◆ Problem to work on: Locate the word "static" in the data below, then copy every line that holds it.

============================================================

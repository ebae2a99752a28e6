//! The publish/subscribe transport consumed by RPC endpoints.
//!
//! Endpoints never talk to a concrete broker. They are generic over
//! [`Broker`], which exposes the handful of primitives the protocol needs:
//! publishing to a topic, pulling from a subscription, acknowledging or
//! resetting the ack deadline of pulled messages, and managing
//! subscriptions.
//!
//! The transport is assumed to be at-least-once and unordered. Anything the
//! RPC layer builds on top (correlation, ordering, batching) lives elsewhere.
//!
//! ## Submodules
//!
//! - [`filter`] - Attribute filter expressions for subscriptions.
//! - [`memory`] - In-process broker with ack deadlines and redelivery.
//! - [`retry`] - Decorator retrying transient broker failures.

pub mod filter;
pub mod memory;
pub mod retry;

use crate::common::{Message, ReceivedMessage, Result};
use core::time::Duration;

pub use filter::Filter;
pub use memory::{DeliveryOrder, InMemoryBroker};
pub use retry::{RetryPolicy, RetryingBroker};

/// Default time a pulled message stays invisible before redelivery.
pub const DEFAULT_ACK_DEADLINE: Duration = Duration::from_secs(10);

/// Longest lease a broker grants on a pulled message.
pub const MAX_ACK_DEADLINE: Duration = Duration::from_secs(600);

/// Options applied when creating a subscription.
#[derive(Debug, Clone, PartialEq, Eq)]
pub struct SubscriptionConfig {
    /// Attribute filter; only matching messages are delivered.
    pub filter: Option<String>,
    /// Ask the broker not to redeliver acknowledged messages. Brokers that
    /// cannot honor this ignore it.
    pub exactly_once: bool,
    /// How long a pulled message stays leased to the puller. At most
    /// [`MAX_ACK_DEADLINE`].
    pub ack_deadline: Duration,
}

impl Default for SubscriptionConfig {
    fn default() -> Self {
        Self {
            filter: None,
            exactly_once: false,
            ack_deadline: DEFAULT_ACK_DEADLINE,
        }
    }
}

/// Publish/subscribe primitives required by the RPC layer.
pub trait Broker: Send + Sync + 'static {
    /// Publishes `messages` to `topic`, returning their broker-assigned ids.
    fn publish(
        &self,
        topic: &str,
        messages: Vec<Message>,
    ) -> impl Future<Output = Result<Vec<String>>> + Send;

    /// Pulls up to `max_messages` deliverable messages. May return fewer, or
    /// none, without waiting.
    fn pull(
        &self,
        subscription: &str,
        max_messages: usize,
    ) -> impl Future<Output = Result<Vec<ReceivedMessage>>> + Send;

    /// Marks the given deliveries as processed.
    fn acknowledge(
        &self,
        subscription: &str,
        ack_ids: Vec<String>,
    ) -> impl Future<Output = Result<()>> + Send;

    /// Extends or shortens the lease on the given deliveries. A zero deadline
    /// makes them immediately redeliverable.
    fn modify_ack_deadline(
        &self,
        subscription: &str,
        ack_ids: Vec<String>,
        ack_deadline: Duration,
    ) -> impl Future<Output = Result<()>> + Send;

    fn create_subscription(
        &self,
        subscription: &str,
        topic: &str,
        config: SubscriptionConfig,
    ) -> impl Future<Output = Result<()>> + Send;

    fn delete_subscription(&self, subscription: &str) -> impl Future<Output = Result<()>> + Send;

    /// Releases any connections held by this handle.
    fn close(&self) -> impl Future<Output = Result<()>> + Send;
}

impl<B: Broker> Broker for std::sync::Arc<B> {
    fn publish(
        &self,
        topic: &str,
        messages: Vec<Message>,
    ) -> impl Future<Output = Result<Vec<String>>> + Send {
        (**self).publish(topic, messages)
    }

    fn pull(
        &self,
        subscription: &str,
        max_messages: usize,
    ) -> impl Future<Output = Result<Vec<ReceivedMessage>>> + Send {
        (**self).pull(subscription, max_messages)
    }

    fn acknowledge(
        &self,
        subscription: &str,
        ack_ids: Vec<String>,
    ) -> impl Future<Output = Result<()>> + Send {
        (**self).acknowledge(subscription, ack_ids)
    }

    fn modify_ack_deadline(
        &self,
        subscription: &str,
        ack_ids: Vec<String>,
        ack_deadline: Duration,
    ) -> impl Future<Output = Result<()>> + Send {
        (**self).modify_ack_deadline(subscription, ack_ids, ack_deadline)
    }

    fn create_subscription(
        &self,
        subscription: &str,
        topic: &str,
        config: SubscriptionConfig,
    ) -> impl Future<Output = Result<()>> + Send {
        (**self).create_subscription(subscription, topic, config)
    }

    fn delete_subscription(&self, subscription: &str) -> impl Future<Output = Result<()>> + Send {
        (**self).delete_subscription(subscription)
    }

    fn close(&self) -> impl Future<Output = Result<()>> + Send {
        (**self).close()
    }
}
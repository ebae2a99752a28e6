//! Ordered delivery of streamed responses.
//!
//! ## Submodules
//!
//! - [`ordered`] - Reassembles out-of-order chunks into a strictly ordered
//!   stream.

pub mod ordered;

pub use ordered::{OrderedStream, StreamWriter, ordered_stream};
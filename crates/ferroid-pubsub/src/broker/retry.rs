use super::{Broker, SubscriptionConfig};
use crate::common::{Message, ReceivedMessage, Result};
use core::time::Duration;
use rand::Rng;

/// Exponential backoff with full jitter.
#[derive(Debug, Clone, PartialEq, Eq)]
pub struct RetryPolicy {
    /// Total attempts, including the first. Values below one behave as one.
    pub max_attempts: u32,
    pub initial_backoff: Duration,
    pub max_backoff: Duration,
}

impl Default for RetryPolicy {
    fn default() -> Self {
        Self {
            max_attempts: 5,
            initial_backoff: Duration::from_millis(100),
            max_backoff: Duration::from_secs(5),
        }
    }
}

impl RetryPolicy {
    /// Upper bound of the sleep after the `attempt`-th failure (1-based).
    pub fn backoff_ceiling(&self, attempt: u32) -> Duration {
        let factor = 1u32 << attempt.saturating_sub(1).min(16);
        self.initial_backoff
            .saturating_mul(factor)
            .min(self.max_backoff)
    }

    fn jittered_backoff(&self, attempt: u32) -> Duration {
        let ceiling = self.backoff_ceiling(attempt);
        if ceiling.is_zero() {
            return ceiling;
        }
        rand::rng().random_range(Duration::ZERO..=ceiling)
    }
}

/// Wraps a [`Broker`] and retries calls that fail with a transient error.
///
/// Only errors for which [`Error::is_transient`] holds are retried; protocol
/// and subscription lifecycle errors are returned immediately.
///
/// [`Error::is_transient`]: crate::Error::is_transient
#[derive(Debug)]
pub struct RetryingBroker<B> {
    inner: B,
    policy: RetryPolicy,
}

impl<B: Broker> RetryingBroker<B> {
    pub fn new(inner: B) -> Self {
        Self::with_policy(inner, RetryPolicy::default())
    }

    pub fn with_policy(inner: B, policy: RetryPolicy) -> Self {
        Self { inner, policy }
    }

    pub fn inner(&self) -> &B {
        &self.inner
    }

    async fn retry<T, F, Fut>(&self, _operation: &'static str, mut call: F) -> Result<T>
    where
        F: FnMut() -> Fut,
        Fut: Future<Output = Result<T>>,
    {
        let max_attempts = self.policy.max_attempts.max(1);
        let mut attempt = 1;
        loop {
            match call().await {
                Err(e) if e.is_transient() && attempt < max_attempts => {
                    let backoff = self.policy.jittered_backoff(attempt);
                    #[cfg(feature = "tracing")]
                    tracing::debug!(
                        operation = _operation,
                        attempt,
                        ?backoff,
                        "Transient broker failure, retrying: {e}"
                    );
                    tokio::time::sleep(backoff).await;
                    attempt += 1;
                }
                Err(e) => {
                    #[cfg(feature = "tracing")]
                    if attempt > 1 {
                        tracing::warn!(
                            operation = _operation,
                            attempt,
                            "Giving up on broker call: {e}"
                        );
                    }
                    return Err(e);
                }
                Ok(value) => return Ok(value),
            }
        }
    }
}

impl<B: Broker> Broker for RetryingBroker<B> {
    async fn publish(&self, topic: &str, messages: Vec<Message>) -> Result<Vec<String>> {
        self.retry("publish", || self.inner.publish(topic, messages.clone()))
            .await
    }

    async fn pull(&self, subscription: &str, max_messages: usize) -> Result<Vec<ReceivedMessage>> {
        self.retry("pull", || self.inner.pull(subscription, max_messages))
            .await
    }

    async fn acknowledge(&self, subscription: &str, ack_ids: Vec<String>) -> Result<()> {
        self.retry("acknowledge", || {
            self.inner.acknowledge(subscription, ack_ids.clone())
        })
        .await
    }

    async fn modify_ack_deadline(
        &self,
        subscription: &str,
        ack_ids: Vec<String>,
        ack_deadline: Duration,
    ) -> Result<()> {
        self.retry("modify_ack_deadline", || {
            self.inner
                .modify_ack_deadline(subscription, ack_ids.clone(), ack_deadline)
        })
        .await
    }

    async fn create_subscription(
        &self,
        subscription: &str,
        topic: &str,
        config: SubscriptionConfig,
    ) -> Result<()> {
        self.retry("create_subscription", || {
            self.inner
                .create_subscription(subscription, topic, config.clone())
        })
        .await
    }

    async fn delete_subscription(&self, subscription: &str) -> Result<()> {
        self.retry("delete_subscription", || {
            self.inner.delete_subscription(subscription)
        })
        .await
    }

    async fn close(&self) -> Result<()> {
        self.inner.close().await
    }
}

============================================================

◆ Your solution:
pub trait Broker: Send + Sync + 'static {
    async fn retry<T, F, Fut>(&self, _operation: &'static str, mut call: F) -> Result<T>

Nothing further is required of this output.